- _Work to complete_
From the entries below, return exactly the lines beginning at the one that contains "a fresh one." and ending at the one that contains "let id = match", both of them included, and only those lines.

________________________

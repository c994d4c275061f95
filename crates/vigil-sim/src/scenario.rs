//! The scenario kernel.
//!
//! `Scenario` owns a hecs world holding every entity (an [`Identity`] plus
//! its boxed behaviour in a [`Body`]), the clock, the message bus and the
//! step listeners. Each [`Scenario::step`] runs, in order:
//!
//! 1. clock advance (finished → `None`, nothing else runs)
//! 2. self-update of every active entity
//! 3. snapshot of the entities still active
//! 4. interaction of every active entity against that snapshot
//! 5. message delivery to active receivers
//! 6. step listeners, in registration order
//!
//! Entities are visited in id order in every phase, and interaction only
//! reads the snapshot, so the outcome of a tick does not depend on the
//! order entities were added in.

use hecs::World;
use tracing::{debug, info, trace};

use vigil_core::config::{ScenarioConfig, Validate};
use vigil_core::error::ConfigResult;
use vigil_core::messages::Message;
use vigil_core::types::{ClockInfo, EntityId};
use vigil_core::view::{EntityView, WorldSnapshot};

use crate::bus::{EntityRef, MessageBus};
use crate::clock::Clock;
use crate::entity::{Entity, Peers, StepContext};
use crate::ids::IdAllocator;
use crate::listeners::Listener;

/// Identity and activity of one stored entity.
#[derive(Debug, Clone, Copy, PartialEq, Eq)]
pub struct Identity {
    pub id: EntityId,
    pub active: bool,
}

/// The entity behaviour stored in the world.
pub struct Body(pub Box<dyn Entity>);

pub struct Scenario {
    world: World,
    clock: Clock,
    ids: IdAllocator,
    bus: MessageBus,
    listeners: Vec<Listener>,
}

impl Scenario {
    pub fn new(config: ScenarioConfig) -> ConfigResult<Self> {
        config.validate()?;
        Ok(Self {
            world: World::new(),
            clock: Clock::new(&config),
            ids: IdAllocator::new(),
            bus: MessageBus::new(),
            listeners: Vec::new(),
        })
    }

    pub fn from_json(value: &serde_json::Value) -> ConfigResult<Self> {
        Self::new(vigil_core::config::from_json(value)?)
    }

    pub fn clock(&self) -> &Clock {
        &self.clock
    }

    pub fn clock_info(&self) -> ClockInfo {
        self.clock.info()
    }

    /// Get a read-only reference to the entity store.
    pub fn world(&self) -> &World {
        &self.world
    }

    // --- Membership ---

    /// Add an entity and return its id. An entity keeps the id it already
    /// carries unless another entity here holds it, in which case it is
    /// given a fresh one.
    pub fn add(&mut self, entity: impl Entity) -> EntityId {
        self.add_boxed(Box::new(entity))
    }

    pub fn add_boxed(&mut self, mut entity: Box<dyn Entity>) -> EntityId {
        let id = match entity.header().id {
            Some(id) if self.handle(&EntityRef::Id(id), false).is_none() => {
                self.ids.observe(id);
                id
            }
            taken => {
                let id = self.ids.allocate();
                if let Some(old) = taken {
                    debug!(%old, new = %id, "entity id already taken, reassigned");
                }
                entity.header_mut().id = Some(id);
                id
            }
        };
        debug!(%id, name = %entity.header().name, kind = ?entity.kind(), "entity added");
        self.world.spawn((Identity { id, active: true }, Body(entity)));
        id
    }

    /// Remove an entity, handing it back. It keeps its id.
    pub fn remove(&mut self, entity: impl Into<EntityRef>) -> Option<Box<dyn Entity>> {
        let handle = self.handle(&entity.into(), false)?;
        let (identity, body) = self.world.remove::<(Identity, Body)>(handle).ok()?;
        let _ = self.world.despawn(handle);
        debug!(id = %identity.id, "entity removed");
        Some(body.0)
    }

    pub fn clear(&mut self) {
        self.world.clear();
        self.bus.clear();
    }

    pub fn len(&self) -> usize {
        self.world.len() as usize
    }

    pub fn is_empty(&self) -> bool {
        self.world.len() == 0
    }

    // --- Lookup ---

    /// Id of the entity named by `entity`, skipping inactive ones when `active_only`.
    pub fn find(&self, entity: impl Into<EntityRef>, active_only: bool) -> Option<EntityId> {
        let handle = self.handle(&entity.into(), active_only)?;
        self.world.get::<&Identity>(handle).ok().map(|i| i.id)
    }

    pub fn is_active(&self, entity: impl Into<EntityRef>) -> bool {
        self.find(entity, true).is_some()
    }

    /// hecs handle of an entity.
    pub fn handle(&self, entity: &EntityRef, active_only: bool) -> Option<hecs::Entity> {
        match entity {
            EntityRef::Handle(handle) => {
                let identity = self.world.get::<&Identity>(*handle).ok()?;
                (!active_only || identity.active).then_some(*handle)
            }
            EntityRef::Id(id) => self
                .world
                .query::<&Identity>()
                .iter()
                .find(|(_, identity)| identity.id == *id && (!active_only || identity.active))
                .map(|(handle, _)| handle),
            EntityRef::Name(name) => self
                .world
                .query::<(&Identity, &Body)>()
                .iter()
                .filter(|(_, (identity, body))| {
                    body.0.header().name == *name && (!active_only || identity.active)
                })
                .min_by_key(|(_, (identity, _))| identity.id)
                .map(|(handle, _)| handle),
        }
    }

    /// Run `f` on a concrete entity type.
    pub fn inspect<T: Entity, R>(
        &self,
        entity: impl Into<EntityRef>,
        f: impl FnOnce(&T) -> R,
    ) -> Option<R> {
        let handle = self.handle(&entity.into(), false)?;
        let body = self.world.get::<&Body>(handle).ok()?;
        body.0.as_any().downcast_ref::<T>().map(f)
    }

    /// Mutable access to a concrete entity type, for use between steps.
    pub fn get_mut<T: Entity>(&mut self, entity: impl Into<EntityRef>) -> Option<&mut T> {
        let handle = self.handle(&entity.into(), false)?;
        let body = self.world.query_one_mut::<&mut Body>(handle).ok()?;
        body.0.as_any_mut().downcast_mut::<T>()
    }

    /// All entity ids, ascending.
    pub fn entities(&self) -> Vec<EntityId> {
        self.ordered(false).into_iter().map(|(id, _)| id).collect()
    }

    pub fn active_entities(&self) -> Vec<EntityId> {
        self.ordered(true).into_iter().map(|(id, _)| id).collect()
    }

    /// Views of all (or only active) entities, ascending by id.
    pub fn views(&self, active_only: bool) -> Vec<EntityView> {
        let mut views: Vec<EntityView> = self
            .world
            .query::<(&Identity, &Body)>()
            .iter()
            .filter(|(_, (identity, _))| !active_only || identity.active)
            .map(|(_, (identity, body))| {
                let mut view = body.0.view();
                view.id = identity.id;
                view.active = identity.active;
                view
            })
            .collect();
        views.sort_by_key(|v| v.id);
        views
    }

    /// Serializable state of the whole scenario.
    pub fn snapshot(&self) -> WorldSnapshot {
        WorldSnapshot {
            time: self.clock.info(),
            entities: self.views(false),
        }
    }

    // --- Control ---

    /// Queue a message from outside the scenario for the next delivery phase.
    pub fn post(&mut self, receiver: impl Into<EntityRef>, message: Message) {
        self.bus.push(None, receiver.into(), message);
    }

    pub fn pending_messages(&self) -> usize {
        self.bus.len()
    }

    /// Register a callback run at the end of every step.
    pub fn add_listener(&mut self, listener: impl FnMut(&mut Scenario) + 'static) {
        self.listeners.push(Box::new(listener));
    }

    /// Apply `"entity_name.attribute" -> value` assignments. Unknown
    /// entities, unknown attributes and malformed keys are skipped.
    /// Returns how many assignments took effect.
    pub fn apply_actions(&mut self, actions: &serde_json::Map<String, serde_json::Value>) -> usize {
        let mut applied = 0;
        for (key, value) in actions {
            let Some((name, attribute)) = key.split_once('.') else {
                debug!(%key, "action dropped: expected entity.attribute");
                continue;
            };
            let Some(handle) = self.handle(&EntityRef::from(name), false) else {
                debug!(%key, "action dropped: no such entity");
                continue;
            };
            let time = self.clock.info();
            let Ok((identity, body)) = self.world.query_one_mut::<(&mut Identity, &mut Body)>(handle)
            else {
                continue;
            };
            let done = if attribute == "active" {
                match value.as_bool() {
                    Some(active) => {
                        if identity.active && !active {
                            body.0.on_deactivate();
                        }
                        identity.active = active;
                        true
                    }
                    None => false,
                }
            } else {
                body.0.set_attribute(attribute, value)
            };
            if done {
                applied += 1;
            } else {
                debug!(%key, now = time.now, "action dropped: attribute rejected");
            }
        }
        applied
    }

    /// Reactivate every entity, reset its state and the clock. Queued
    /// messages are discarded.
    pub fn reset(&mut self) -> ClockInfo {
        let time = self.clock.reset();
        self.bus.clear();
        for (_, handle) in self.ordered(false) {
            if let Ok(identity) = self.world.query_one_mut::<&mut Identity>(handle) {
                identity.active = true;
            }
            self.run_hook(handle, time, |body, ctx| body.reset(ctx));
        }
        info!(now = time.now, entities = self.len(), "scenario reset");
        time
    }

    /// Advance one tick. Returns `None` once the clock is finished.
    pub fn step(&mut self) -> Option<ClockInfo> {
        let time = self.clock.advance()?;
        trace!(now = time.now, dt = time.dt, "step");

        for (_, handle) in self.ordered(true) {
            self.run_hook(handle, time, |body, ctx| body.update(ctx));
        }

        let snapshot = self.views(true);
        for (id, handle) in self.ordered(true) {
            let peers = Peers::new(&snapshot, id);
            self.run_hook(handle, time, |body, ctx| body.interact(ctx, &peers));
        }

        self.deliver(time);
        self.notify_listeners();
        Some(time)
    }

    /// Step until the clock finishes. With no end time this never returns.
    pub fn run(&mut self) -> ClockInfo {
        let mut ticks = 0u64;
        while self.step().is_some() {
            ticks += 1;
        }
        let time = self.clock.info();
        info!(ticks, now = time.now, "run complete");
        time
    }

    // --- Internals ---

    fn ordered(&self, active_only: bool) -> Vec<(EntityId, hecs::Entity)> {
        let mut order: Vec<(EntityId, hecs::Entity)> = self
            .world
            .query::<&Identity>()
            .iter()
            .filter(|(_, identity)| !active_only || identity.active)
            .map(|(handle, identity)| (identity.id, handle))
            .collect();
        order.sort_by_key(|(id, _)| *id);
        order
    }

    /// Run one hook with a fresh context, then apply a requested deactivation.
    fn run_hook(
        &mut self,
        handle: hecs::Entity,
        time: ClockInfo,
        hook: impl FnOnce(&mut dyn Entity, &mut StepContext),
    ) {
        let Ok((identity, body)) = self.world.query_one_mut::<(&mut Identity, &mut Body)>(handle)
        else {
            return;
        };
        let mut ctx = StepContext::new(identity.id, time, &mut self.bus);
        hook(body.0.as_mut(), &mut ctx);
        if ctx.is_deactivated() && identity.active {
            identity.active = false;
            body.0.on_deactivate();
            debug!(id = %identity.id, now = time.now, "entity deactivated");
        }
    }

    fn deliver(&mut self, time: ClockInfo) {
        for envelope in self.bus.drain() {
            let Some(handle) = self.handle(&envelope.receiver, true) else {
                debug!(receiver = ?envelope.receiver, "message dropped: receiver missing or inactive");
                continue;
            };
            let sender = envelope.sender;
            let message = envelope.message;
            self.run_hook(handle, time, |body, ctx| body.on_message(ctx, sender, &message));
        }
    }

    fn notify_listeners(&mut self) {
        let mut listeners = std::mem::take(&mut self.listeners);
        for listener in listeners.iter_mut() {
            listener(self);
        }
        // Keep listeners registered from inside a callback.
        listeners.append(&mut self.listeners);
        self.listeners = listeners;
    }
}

________________________

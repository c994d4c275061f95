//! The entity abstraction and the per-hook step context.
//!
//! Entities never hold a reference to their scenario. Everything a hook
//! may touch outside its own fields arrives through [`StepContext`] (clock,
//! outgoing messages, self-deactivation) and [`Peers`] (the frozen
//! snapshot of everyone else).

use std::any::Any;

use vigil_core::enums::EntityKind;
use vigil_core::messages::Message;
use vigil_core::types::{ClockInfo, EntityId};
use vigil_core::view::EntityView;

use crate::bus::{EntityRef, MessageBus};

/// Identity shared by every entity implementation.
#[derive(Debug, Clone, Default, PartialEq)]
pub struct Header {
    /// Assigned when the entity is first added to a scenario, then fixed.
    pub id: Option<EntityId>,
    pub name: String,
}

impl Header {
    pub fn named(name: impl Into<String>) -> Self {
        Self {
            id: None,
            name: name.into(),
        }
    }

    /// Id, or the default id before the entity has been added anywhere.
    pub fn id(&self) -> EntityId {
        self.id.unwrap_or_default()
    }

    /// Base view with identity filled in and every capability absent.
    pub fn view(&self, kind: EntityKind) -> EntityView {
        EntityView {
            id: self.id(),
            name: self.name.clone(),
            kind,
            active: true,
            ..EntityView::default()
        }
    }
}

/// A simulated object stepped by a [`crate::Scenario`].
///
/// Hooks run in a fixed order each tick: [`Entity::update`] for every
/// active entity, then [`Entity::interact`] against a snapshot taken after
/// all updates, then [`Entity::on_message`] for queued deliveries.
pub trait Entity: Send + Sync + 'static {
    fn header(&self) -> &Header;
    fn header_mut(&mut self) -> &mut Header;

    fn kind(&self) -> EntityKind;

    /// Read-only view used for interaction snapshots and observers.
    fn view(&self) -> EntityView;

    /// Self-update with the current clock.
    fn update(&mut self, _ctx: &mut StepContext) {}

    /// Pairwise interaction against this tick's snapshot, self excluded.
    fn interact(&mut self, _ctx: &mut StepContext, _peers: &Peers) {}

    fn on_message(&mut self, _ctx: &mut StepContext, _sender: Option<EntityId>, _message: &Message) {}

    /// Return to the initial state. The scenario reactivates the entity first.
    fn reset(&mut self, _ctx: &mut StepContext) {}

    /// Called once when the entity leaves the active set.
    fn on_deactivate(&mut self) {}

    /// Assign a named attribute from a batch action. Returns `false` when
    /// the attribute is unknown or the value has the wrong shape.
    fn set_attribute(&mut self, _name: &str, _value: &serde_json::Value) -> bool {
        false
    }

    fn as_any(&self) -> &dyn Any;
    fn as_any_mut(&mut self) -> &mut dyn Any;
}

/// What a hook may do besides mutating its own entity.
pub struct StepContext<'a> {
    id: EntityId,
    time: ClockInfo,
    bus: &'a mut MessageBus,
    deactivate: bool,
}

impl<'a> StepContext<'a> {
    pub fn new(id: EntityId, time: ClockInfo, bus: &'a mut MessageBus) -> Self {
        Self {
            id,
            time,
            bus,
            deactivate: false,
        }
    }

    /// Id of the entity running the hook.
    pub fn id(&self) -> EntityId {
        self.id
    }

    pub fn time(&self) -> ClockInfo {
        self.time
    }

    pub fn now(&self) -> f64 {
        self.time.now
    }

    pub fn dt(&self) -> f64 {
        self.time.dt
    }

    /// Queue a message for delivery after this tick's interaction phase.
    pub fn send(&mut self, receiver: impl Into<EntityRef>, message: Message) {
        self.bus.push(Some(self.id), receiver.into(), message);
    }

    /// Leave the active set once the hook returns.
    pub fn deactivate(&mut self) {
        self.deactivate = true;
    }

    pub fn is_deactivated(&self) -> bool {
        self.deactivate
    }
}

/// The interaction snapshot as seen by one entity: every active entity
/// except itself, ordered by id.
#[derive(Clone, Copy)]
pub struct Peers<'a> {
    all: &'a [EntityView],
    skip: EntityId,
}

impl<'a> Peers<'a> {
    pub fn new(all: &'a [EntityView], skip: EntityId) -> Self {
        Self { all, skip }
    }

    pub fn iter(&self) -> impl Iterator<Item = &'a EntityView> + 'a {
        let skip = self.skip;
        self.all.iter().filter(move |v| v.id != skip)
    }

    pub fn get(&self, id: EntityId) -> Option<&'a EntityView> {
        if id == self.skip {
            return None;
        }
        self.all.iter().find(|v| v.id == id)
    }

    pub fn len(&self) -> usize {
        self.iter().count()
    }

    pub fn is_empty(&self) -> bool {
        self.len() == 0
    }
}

________________________

- _Finished task_
    /// given a fresh one.
    pub fn add(&mut self, entity: impl Entity) -> EntityId {
        self.add_boxed(Box::new(entity))
    }

    pub fn add_boxed(&mut self, mut entity: Box<dyn Entity>) -> EntityId {
        let id = match entity.header().id {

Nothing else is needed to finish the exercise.